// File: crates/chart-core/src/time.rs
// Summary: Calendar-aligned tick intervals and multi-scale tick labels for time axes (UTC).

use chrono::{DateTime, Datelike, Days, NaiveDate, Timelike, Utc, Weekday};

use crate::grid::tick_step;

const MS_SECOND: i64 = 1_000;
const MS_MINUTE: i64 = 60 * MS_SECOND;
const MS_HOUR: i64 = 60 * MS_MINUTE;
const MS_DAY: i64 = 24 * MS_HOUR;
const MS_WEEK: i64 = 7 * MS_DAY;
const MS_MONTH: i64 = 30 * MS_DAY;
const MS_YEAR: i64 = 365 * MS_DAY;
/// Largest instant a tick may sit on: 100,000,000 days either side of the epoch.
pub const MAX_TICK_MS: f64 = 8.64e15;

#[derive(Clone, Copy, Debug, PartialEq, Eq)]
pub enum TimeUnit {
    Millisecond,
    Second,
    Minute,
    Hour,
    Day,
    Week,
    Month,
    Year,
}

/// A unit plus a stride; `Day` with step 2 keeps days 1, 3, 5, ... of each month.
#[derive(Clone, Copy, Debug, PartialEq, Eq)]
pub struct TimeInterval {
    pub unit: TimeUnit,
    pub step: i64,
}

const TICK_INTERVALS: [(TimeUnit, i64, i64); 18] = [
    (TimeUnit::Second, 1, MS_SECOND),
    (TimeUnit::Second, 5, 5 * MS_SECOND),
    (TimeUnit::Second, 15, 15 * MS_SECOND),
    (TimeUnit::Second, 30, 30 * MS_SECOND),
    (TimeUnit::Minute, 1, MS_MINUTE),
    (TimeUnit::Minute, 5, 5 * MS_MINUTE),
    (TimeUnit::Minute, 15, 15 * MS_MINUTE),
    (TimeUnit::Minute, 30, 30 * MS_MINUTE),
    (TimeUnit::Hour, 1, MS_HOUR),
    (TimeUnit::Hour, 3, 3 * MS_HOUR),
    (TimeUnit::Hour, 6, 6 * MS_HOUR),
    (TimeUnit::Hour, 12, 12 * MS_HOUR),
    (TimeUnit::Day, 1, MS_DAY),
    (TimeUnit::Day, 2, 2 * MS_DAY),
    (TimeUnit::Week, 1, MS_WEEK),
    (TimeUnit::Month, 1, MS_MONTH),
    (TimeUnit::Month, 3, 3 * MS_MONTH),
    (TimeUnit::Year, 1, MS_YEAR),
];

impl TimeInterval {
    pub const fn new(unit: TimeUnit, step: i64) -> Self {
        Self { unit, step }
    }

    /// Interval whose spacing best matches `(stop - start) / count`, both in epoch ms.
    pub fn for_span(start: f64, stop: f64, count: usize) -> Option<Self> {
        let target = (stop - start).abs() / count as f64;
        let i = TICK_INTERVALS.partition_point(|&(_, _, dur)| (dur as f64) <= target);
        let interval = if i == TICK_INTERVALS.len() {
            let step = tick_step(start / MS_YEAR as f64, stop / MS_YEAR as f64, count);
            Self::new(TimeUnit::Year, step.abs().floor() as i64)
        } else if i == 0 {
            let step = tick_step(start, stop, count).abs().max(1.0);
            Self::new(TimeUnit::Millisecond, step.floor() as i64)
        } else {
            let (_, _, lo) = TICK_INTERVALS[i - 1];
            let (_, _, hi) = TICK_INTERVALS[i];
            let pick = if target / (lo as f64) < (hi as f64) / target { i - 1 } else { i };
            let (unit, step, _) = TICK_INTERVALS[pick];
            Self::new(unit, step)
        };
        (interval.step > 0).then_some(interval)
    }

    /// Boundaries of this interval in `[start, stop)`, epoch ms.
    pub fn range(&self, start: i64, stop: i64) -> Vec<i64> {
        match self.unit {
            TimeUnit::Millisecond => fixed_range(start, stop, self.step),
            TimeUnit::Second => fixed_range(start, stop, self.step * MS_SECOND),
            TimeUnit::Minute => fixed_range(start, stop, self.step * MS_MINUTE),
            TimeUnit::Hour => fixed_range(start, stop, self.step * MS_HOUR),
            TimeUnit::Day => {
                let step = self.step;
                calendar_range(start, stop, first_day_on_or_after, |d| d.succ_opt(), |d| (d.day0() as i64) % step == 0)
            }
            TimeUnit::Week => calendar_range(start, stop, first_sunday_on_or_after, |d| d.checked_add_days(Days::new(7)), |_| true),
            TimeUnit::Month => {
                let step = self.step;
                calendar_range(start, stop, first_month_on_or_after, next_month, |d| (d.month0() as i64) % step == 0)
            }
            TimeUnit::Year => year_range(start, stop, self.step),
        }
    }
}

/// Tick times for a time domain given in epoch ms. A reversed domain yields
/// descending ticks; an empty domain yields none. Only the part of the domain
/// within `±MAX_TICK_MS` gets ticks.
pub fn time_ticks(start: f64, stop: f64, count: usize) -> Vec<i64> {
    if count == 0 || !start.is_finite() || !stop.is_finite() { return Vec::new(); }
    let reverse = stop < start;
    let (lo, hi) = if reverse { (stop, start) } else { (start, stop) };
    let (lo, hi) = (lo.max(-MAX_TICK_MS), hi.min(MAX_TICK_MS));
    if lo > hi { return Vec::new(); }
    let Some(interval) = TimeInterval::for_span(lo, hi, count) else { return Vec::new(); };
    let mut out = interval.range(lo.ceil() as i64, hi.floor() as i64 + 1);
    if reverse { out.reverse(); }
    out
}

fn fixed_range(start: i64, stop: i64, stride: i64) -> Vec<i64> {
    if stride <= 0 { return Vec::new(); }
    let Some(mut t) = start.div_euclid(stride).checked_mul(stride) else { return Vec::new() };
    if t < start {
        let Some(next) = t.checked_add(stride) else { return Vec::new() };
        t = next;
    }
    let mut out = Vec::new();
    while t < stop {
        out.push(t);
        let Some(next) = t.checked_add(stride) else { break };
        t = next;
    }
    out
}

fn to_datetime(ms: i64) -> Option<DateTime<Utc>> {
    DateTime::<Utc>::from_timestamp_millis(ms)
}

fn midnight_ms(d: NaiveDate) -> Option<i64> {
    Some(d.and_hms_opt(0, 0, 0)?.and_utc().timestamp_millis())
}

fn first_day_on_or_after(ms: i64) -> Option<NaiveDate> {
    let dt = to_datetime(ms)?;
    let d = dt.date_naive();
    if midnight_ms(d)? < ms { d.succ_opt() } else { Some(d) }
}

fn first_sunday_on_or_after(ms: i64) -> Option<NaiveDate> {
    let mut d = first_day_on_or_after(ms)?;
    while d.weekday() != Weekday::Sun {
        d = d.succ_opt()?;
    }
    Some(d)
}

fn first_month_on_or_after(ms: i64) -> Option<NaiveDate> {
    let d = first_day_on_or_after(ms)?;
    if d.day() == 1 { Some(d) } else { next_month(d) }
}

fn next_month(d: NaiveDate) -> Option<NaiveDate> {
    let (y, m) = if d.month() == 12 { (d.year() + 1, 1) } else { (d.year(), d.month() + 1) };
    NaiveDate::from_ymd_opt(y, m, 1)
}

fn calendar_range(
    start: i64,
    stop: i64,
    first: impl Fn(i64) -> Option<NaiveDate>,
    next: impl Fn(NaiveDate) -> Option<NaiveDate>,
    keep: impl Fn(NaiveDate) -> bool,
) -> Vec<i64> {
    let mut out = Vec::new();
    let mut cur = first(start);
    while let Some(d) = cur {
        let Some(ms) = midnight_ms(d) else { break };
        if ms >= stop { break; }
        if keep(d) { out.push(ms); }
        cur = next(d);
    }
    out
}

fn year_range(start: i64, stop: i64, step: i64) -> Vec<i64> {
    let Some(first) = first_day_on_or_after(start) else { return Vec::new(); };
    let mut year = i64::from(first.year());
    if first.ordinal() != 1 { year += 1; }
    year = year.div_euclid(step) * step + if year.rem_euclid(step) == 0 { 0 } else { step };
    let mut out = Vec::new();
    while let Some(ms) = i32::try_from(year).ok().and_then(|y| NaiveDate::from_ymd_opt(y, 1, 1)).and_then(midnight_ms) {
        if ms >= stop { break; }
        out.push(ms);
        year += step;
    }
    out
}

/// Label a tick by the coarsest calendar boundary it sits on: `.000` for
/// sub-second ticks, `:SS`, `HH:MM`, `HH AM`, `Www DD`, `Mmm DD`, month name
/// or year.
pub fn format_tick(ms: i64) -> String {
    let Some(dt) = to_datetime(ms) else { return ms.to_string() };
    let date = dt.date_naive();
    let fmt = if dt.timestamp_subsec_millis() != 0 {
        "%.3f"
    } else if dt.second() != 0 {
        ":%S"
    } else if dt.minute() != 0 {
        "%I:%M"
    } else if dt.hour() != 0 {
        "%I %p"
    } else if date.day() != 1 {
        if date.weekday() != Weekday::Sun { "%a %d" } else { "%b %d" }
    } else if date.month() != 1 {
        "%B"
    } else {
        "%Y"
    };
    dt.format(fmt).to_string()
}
........
**Task directions**:
What you output must be the lines from the opening of the material above up to and including the line with "of the epoch.", reproduced exactly.

**Exercise output**:
// File: crates/chart-core/src/time.rs
// Summary: Calendar-aligned tick intervals and multi-scale tick labels for time axes (UTC).

use chrono::{DateTime, Datelike, Days, NaiveDate, Timelike, Utc, Weekday};

use crate::grid::tick_step;

const MS_SECOND: i64 = 1_000;
const MS_MINUTE: i64 = 60 * MS_SECOND;
const MS_HOUR: i64 = 60 * MS_MINUTE;
const MS_DAY: i64 = 24 * MS_HOUR;
const MS_WEEK: i64 = 7 * MS_DAY;
const MS_MONTH: i64 = 30 * MS_DAY;
const MS_YEAR: i64 = 365 * MS_DAY;
/// Largest instant a tick may sit on: 100,000,000 days either side of the epoch.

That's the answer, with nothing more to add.